What you need to know: Even though his first fight at 170 against Dong Hyun Kim ended with his opponent suffering a muscle spasm, Maia’s clinch takedown that caused the injury hinted at how effective his grappling could be at a new weight class.  Story recently defeated overmatched Brock Jardine, but previous losses to Charlie Brenneman and Martin Kampmann have left him in limbo.

How it went down: Story is as tough as they come and Maia ran right through him, dragging him to the mat before methodically taking the back.  When Story went to defend against the choke, Maia reversed polarity and turned it into a neck crank, causing blood to squeeze out of Story’s nose.  Yuck.  Story tapped, but I have to wonder why neck cranks aren’t illegal.  A choke can cause a fighter to pass out, an arm or leg lock could break a limb, but a neck crank could kill someone, couldn’t it?

What’s next for Story: (7-4 UFC, L1) Despite his 3rd loss in 4 fights, I still feel like Story is an elite welterweight.  I wouldn’t mind seeing him rematch Thiago Alves, though fresh pairings with Erick Silva, Brian Ebersole or the Kim/Paulo Thiago loser await.

What’s next for Maia: (11-4 UFC, W2) It’s a testament to his BJJ expertise that he was able to dominate much bigger fighters at middleweight, so imagine what he’s capable of now.  Welterweight is a division of wrestlers, but why would you even think of rolling with him?  I say give him Jon Fitch.

Light Heavyweight Bout: Phil Davis d. Wagner Prado via Submission (4:29, R2)

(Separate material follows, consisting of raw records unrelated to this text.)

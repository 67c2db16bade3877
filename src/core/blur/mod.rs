//! # Blur Module
//!
//! Scores how blurry an image is. Two interchangeable algorithms share one
//! contract: `score_file(path) -> score`, where the score's range and the
//! meaning of "blurry" depend on the algorithm.
//!
//! - [`BlurAlgorithm::Frequency`]: fraction of spectral energy outside a
//!   low-frequency disk, clamped to [0, 1]. Near 0 means the energy sits in
//!   low frequencies, i.e. the image is blurry.
//! - [`BlurAlgorithm::LocalVariance`]: variance of the Laplacian response,
//!   unbounded and non-negative. Low variance means few defined edges.
//!
//! Thresholds live in the selected algorithm's own units and are not
//! interchangeable between algorithms.

mod frequency;
mod variance;

pub use frequency::frequency_score;
pub use variance::laplacian_variance;

use crate::config::{BlurAlgorithm, ScanSettings};
use crate::error::TriageError;
use std::path::Path;

/// Scores blurriness with the configured algorithm
pub struct BlurScorer {
    algorithm: BlurAlgorithm,
    threshold: f64,
    radius_ratio: f64,
}

impl BlurScorer {
    /// Build a scorer from validated settings
    pub fn from_settings(settings: &ScanSettings) -> Self {
        Self {
            algorithm: settings.blur_algorithm,
            threshold: settings.blur_threshold,
            radius_ratio: settings.radius_ratio,
        }
    }

    /// Score one image file
    pub fn score_file(&self, path: &Path) -> Result<f64, TriageError> {
        match self.algorithm {
            BlurAlgorithm::Frequency => frequency_score(path, self.radius_ratio),
            BlurAlgorithm::LocalVariance => laplacian_variance(path),
        }
    }

    /// Apply the configured threshold to a score
    pub fn is_blurry(&self, score: f64) -> bool {
        score < self.threshold
    }

    /// The algorithm this scorer runs
    pub fn algorithm(&self) -> BlurAlgorithm {
        self.algorithm
    }

    /// The configured threshold, in the algorithm's own units
    pub fn threshold(&self) -> f64 {
        self.threshold
    }
}

#[cfg(test)]
mod tests {
    use super::*;
    use image::{ImageBuffer, Luma};
    use tempfile::TempDir;

    #[test]
    fn scorer_applies_threshold_below() {
        let settings = ScanSettings {
            blur_algorithm: BlurAlgorithm::LocalVariance,
            blur_threshold: 100.0,
            ..Default::default()
        };
        let scorer = BlurScorer::from_settings(&settings);

        assert!(scorer.is_blurry(40.0));
        assert!(!scorer.is_blurry(250.0));
        assert!(!scorer.is_blurry(100.0));
    }

    #[test]
    fn scorer_dispatches_to_configured_algorithm() {
        let temp_dir = TempDir::new().unwrap();
        let path = temp_dir.path().join("checker.png");
        let img = ImageBuffer::from_fn(64, 64, |x, y| {
            if (x + y) % 2 == 0 {
                Luma([0u8])
            } else {
                Luma([255u8])
            }
        });
        img.save(&path).unwrap();

        let frequency = BlurScorer::from_settings(&ScanSettings {
            blur_algorithm: BlurAlgorithm::Frequency,
            blur_threshold: 0.3,
            ..Default::default()
        });
        let variance = BlurScorer::from_settings(&ScanSettings {
            blur_algorithm: BlurAlgorithm::LocalVariance,
            blur_threshold: 100.0,
            ..Default::default()
        });

        // A checkerboard is as sharp as an image gets under both metrics.
        let f = frequency.score_file(&path).unwrap();
        let v = variance.score_file(&path).unwrap();
        assert!(f > 0.5, "frequency score should be high, got {}", f);
        assert!(v > 1000.0, "variance score should be high, got {}", v);
    }
}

What you need to know: Davis was in dire need of a win after looking decidedly mediocre against Rashad Evans.  The UFC chose to feed him Prado, a powerful but completely unproven 24 year old from Sao Paulo.  This is actually their second encounter, after the first ended in an accidental eye poke.  At the weigh-ins, Prado previewed his new defence:

Nyuck nyuck nyuck.

How it went down: As expected, Davis dominated with his wrestling successfully landing all 4 of his takedown attempts.  If he’d been working on his stand-up, he didn’t get a chance to show it.  Prado escaped a tight arm triangle, but Davis transitioned flawlessly into an anaconda choke for the win.

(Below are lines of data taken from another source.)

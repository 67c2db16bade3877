//! # CLI Module
//!
//! Command-line interface for the photo triage engine.
//!
//! ## Usage
//! ```bash
//! # Scan a directory
//! photo-triage scan ~/Photos
//!
//! # Frequency-domain blur scoring with a custom threshold
//! photo-triage scan ~/Photos --blur-algorithm frequency --blur-threshold 0.3
//!
//! # Resume an interrupted scan
//! photo-triage scan ~/Photos --resume
//!
//! # JSON output, exported to a file
//! photo-triage scan ~/Photos --output json --export results.json
//!
//! # Drop the caches and checkpoint for a directory
//! photo-triage clear-cache ~/Photos
//! ```

use clap::{Parser, Subcommand, ValueEnum};
use console::{style, Term};
use indicatif::{ProgressBar, ProgressStyle};
use photo_triage::config::{BlurAlgorithm, ScanSettings, SimilarityMode};
use photo_triage::core::cache::CacheStore;
use photo_triage::core::report::{self, ScanResults};
use photo_triage::core::state;
use photo_triage::core::orchestrator::{ScanOrchestrator, ScanStatus};
use photo_triage::error::Result;
use photo_triage::events::{Event, EventChannel, ScanEvent};
use std::path::{Path, PathBuf};
use std::sync::atomic::Ordering;
use std::thread;

/// Photo Triage - find the photos not worth keeping
#[derive(Parser, Debug)]
#[command(name = "photo-triage")]
#[command(author, version, about, long_about = None)]
pub struct Cli {
    #[command(subcommand)]
    command: Commands,
}

#[derive(Subcommand, Debug)]
enum Commands {
    /// Scan a directory for blurry, duplicate and similar photos
    Scan {
        /// Directory to scan
        directory: PathBuf,

        /// Blur scoring algorithm
        #[arg(long, default_value = "local-variance")]
        blur_algorithm: BlurAlgorithmArg,

        /// Blur cutoff in the algorithm's own units
        /// (default: 100 for local-variance, 0.3 for frequency)
        #[arg(long)]
        blur_threshold: Option<f64>,

        /// Low-frequency disk radius as a fraction of the short edge
        /// (frequency algorithm only)
        #[arg(long, default_value = "0.05")]
        radius_ratio: f64,

        /// Similarity detection mode
        #[arg(short, long, default_value = "combined")]
        mode: SimilarityModeArg,

        /// Maximum Hamming distance (0-64) for the perceptual-hash stage
        #[arg(long, default_value = "5")]
        hash_threshold: u32,

        /// Maximum keypoints per image for descriptor matching
        #[arg(long, default_value = "1000")]
        features: usize,

        /// Ratio-test acceptance bound for descriptor matching
        #[arg(long, default_value = "0.75")]
        ratio: f32,

        /// Minimum good-match count for a similar pair
        #[arg(long, default_value = "30")]
        min_matches: usize,

        /// Do not recurse into subdirectories
        #[arg(long)]
        no_recursive: bool,

        /// Do not read or write the per-directory cache
        #[arg(long)]
        no_cache: bool,

        /// Resume from a checkpoint left by an interrupted scan
        #[arg(short, long)]
        resume: bool,

        /// Output format
        #[arg(short, long, default_value = "pretty")]
        output: OutputFormat,

        /// Also write the results to this JSON file
        #[arg(short, long)]
        export: Option<PathBuf>,

        /// Verbose output
        #[arg(short, long)]
        verbose: bool,
    },

    /// Show a previously exported results file
    Show {
        /// Path to a results JSON file written with --export
        file: PathBuf,

        /// Output format
        #[arg(short, long, default_value = "pretty")]
        output: OutputFormat,
    },

    /// Remove the caches and checkpoint stored inside a directory
    ClearCache {
        /// Directory whose caches should be removed
        directory: PathBuf,
    },
}

#[derive(Debug, Clone, Copy, ValueEnum)]
enum BlurAlgorithmArg {
    /// Spectral energy outside a low-frequency disk, scored in [0, 1]
    Frequency,
    /// Variance of the Laplacian response (default)
    LocalVariance,
}

impl From<BlurAlgorithmArg> for BlurAlgorithm {
    fn from(arg: BlurAlgorithmArg) -> Self {
        match arg {
            BlurAlgorithmArg::Frequency => BlurAlgorithm::Frequency,
            BlurAlgorithmArg::LocalVariance => BlurAlgorithm::LocalVariance,
        }
    }
}

#[derive(Debug, Clone, Copy, ValueEnum)]
enum SimilarityModeArg {
    /// Perceptual hash only - fastest
    HashOnly,
    /// Descriptor matching over every pair - most precise
    DescriptorOnly,
    /// Hash prefilter plus descriptor confirmation (default)
    Combined,
}

impl From<SimilarityModeArg> for SimilarityMode {
    fn from(arg: SimilarityModeArg) -> Self {
        match arg {
            SimilarityModeArg::HashOnly => SimilarityMode::HashOnly,
            SimilarityModeArg::DescriptorOnly => SimilarityMode::DescriptorOnly,
            SimilarityModeArg::Combined => SimilarityMode::Combined,
        }
    }
}

#[derive(Debug, Clone, Copy, ValueEnum)]
enum OutputFormat {
    /// Human-readable output with colors
    Pretty,
    /// JSON output for scripting
    Json,
}

/// Run the CLI
pub fn run() -> Result<()> {
    let cli = Cli::parse();

    match cli.command {
        Commands::Scan {
            directory,
            blur_algorithm,
            blur_threshold,
            radius_ratio,
            mode,
            hash_threshold,
            features,
            ratio,
            min_matches,
            no_recursive,
            no_cache,
            resume,
            output,
            export,
            verbose,
        } => {
            let blur_algorithm: BlurAlgorithm = blur_algorithm.into();
            let settings = ScanSettings {
                blur_algorithm,
                blur_threshold: blur_threshold.unwrap_or(match blur_algorithm {
                    BlurAlgorithm::Frequency => 0.3,
                    BlurAlgorithm::LocalVariance => 100.0,
                }),
                radius_ratio,
                similarity_mode: mode.into(),
                hash_threshold,
                n_features: features,
                ratio_threshold: ratio,
                min_good_matches: min_matches,
                recursive: !no_recursive,
                cache_enabled: !no_cache,
                ..Default::default()
            };
            run_scan(directory, settings, resume, output, export, verbose)
        }
        Commands::Show { file, output } => run_show(&file, output),
        Commands::ClearCache { directory } => run_clear_cache(&directory),
    }
}

fn run_scan(
    directory: PathBuf,
    settings: ScanSettings,
    resume: bool,
    output: OutputFormat,
    export: Option<PathBuf>,
    verbose: bool,
) -> Result<()> {
    let term = Term::stderr();

    if matches!(output, OutputFormat::Pretty) {
        term.write_line(&format!(
            "{} {}",
            style("Photo Triage").bold().cyan(),
            style(env!("CARGO_PKG_VERSION")).dim()
        ))
        .ok();
        term.write_line("").ok();
    }

    let (sender, receiver) = EventChannel::new();
    let orchestrator = ScanOrchestrator::new(settings.clone(), sender)?;

    // Ctrl+C requests a graceful cancellation; the scan checkpoints and
    // exits cleanly so --resume can pick it up.
    let cancel = orchestrator.cancel_flag();
    ctrlc::set_handler(move || {
        cancel.store(true, Ordering::Relaxed);
    })
    .ok();

    let progress = if matches!(output, OutputFormat::Pretty) {
        let pb = ProgressBar::new(0);
        pb.set_style(
            ProgressStyle::default_bar()
                .template("{spinner:.green} [{bar:40.cyan/blue}] {pos}/{len} {msg}")
                .unwrap()
                .progress_chars("█▓░"),
        );
        Some(pb)
    } else {
        None
    };

    let progress_clone = progress.clone();
    let event_thread = thread::spawn(move || {
        for event in receiver.iter() {
            match event {
                Event::Scan(ScanEvent::Preparing { .. }) => {
                    if let Some(ref pb) = progress_clone {
                        pb.set_message("Enumerating photos".to_string());
                    }
                }
                Event::Scan(ScanEvent::Resumed { already_processed }) => {
                    if let Some(ref pb) = progress_clone {
                        pb.println(format!(
                            "Resuming: {} items already processed",
                            already_processed
                        ));
                    }
                }
                Event::Scan(ScanEvent::PhaseStarted { phase, total }) => {
                    if let Some(ref pb) = progress_clone {
                        pb.set_length(total as u64);
                        pb.set_position(0);
                        pb.set_message(phase.label().to_string());
                    }
                }
                Event::Scan(ScanEvent::Progress(p)) => {
                    if let Some(ref pb) = progress_clone {
                        pb.set_position(p.current as u64);
                    }
                }
                Event::Scan(ScanEvent::ItemError { path, message }) => {
                    if verbose {
                        if let Some(ref pb) = progress_clone {
                            pb.println(format!("skipped {}: {}", path.display(), message));
                        }
                    }
                }
                Event::Scan(
                    ScanEvent::Completed | ScanEvent::Cancelled | ScanEvent::Failed { .. },
                ) => {
                    if let Some(ref pb) = progress_clone {
                        pb.finish_and_clear();
                    }
                }
            }
        }
    });

    let outcome = orchestrator.run(&directory, resume);
    drop(orchestrator);
    event_thread.join().ok();

    if let Some(export_path) = export {
        report::save_results(&export_path, &directory, &settings, &outcome.results)?;
        if matches!(output, OutputFormat::Pretty) {
            term.write_line(&format!(
                "  results written to {}",
                style(export_path.display()).cyan()
            ))
            .ok();
        }
    }

    match output {
        OutputFormat::Pretty => print_pretty_results(&term, outcome.status, &outcome.results, verbose),
        OutputFormat::Json => print_json_results(outcome.status, &outcome.results),
    }

    if outcome.status == ScanStatus::Failed {
        std::process::exit(1);
    }
    Ok(())
}

fn run_show(file: &Path, output: OutputFormat) -> Result<()> {
    let document = report::load_results(file)?;
    let term = Term::stderr();

    match output {
        OutputFormat::Pretty => {
            term.write_line(&format!(
                "{} (saved {})",
                style(document.scanned_directory.display()).bold().cyan(),
                style(document.saved_at.format("%Y-%m-%d %H:%M UTC")).dim()
            ))
            .ok();
            print_pretty_results(&term, ScanStatus::Completed, &document.results, false);
        }
        OutputFormat::Json => {
            println!("{}", serde_json::to_string_pretty(&document).unwrap());
        }
    }
    Ok(())
}

fn run_clear_cache(directory: &Path) -> Result<()> {
    state::delete(directory)?;
    CacheStore::clear_all(directory)?;
    let term = Term::stderr();
    term.write_line(&format!(
        "{} cleared caches under {}",
        style("✓").green().bold(),
        style(directory.display()).cyan()
    ))
    .ok();
    Ok(())
}

fn print_pretty_results(term: &Term, status: ScanStatus, results: &ScanResults, verbose: bool) {
    term.write_line("").ok();
    match status {
        ScanStatus::Completed => {
            term.write_line(&format!("{} Scan Complete", style("✓").green().bold()))
                .ok();
        }
        ScanStatus::Cancelled => {
            term.write_line(&format!(
                "{} Scan cancelled - run again with --resume to continue",
                style("◼").yellow().bold()
            ))
            .ok();
        }
        ScanStatus::Failed => {
            term.write_line(&format!("{} Scan failed", style("✗").red().bold()))
                .ok();
        }
    }
    term.write_line("").ok();

    term.write_line(&format!(
        "  {} blurry photos",
        style(results.blurry.len()).cyan()
    ))
    .ok();
    term.write_line(&format!(
        "  {} exact-duplicate groups",
        style(results.duplicates.len()).cyan()
    ))
    .ok();
    term.write_line(&format!(
        "  {} similar pairs",
        style(results.similar.len()).cyan()
    ))
    .ok();
    if !results.errors.is_empty() {
        term.write_line(&format!(
            "  {} files skipped with errors",
            style(results.errors.len()).yellow()
        ))
        .ok();
    }
    term.write_line("").ok();

    if !results.blurry.is_empty() {
        term.write_line(&format!("{}", style("Blurry:").bold().underlined()))
            .ok();
        for blur in &results.blurry {
            term.write_line(&format!(
                "  {} {} ({}: {:.2})",
                style("○").dim(),
                blur.path.display(),
                blur.algorithm,
                blur.score
            ))
            .ok();
        }
        term.write_line("").ok();
    }

    if !results.duplicates.is_empty() {
        term.write_line(&format!(
            "{}",
            style("Duplicate Groups:").bold().underlined()
        ))
        .ok();
        for (i, group) in results.duplicates.iter().enumerate() {
            term.write_line(&format!(
                "  {} ({} photos)",
                style(format!("Group {}:", i + 1)).bold(),
                group.paths.len()
            ))
            .ok();
            for path in &group.paths {
                term.write_line(&format!("    {} {}", style("○").dim(), path.display()))
                    .ok();
            }
        }
        term.write_line("").ok();
    }

    if !results.similar.is_empty() {
        term.write_line(&format!("{}", style("Similar Pairs:").bold().underlined()))
            .ok();
        for pair in &results.similar {
            term.write_line(&format!(
                "  {} {} ↔ {} (score {})",
                style("○").dim(),
                pair.first.display(),
                pair.second.display(),
                pair.score
            ))
            .ok();
        }
        term.write_line("").ok();
    }

    if verbose && !results.errors.is_empty() {
        term.write_line(&format!("{}", style("Skipped:").bold().underlined()))
            .ok();
        for error in &results.errors {
            term.write_line(&format!("  {}", style(&error.message).dim())).ok();
        }
        term.write_line("").ok();
    }

    term.write_line(&format!(
        "{}",
        style("Remember: nothing was deleted. Review the findings before acting.").dim()
    ))
    .ok();
}

fn print_json_results(status: ScanStatus, results: &ScanResults) {
    let status = match status {
        ScanStatus::Completed => "completed",
        ScanStatus::Cancelled => "cancelled",
        ScanStatus::Failed => "failed",
    };
    let output = serde_json::json!({
        "status": status,
        "blurry": results.blurry,
        "duplicate_groups": results.duplicates,
        "similar_pairs": results.similar,
        "errors": results.errors,
    });
    println!("{}", serde_json::to_string_pretty(&output).unwrap());
}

What’s next for Prado: (0-1 UFC, L1) Cult stardom.  Seriously, the man is one of the most expressive fighters I’ve ever seen, wearing every possible emotion proudly on that fat face of his.  Roger Hollett and Fabio Maldonado are logical match-ups, but I’d love to see him fight Joey Beltran (should he defeat Anthony Perosh in December).

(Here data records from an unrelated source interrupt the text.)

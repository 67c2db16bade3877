//! Local-variance blur score.
//!
//! Applies a discrete 3x3 Laplacian to the intensity image and returns the
//! variance of the response. Sharp images have strong edges and therefore a
//! wide Laplacian distribution; blurred ones cluster near zero.

use crate::core::decode::ImageDecoder;
use crate::error::{ComputeError, TriageError};
use image::GrayImage;
use std::path::Path;

/// Minimum image dimension for the 3x3 operator
const MIN_DIMENSION: u32 = 3;

/// Score an image file; non-negative and unbounded, lower = blurrier.
pub fn laplacian_variance(path: &Path) -> Result<f64, TriageError> {
    let gray = ImageDecoder::decode_gray(path)?;
    variance_gray(&gray, path)
}

fn variance_gray(gray: &GrayImage, path: &Path) -> Result<f64, TriageError> {
    let (width, height) = gray.dimensions();
    if width < MIN_DIMENSION || height < MIN_DIMENSION {
        return Err(ComputeError::ImageTooSmall {
            path: path.to_path_buf(),
            width,
            height,
            min: MIN_DIMENSION,
        }
        .into());
    }

    // Laplacian kernel: [0, 1, 0; 1, -4, 1; 0, 1, 0]
    let mut responses: Vec<f64> = Vec::with_capacity(((width - 2) * (height - 2)) as usize);

    for y in 1..height - 1 {
        for x in 1..width - 1 {
            let center = gray.get_pixel(x, y)[0] as f64;
            let top = gray.get_pixel(x, y - 1)[0] as f64;
            let bottom = gray.get_pixel(x, y + 1)[0] as f64;
            let left = gray.get_pixel(x - 1, y)[0] as f64;
            let right = gray.get_pixel(x + 1, y)[0] as f64;

            responses.push(top + bottom + left + right - 4.0 * center);
        }
    }

    if responses.is_empty() {
        return Ok(0.0);
    }

    let n = responses.len() as f64;
    let mean = responses.iter().sum::<f64>() / n;
    let variance = responses.iter().map(|&v| (v - mean).powi(2)).sum::<f64>() / n;

    Ok(variance)
}

#[cfg(test)]
mod tests {
    use super::*;
    use image::{ImageBuffer, Luma};
    use tempfile::TempDir;

    fn save_png(dir: &TempDir, name: &str, img: &GrayImage) -> std::path::PathBuf {
        let path = dir.path().join(name);
        img.save(&path).unwrap();
        path
    }

    #[test]
    fn uniform_image_has_zero_variance() {
        let temp_dir = TempDir::new().unwrap();
        let img = ImageBuffer::from_fn(32, 32, |_, _| Luma([128u8]));
        let path = save_png(&temp_dir, "flat.png", &img);

        let score = laplacian_variance(&path).unwrap();
        assert!(score < 1.0, "flat image scored {}", score);
    }

    #[test]
    fn checkerboard_has_high_variance() {
        let temp_dir = TempDir::new().unwrap();
        let img = ImageBuffer::from_fn(32, 32, |x, y| {
            if (x + y) % 2 == 0 {
                Luma([0u8])
            } else {
                Luma([255u8])
            }
        });
        let path = save_png(&temp_dir, "checker.png", &img);

        let score = laplacian_variance(&path).unwrap();
        assert!(score > 1000.0, "checkerboard scored {}", score);
    }

    #[test]
    fn blurred_copy_scores_below_sharp_original() {
        let temp_dir = TempDir::new().unwrap();
        let sharp: GrayImage = ImageBuffer::from_fn(64, 64, |x, y| {
            if (x / 8 + y / 8) % 2 == 0 {
                Luma([0u8])
            } else {
                Luma([255u8])
            }
        });
        let blurred = image::imageops::blur(&sharp, 3.0);

        let sharp_path = save_png(&temp_dir, "sharp.png", &sharp);
        let blurred_path = save_png(&temp_dir, "blurred.png", &blurred);

        let sharp_score = laplacian_variance(&sharp_path).unwrap();
        let blurred_score = laplacian_variance(&blurred_path).unwrap();
        assert!(
            blurred_score < sharp_score,
            "blurred {} should score below sharp {}",
            blurred_score,
            sharp_score
        );
    }

    #[test]
    fn tiny_image_is_compute_error() {
        let temp_dir = TempDir::new().unwrap();
        let img = ImageBuffer::from_fn(2, 2, |_, _| Luma([128u8]));
        let path = save_png(&temp_dir, "tiny.png", &img);

        let result = laplacian_variance(&path);
        assert!(matches!(
            result,
            Err(TriageError::Compute(ComputeError::ImageTooSmall { .. }))
        ));
    }
}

What’s next for Davis: (6-1 UFC, W1) Better competition.  This was a good confidence builder and a reminder of how dangerous his wrestling savvy can be when combined with his knack for submissions, but it doesn’t do a lot to improve his standing.  A fight with the Chad Griggs (who Prado replaced)/Cyrille Diabaté winner is a possibility, but if the UFC were willing to risk their prospects, the best possible opponent is Glover Teixeira.

Welterweight Bout: Jon Fitch d. Erick Silva via Unanimous Decision (30-27, 29-28 x2)

What you need to know: Nearly unbeatable for most of his career, it was shocking to see Fitch without a win since August 2010.  Silva is the hottest welterweight prospect in the business, having annihilated his first three UFC opponents (including a dubious disqualification loss to Carlo Prater).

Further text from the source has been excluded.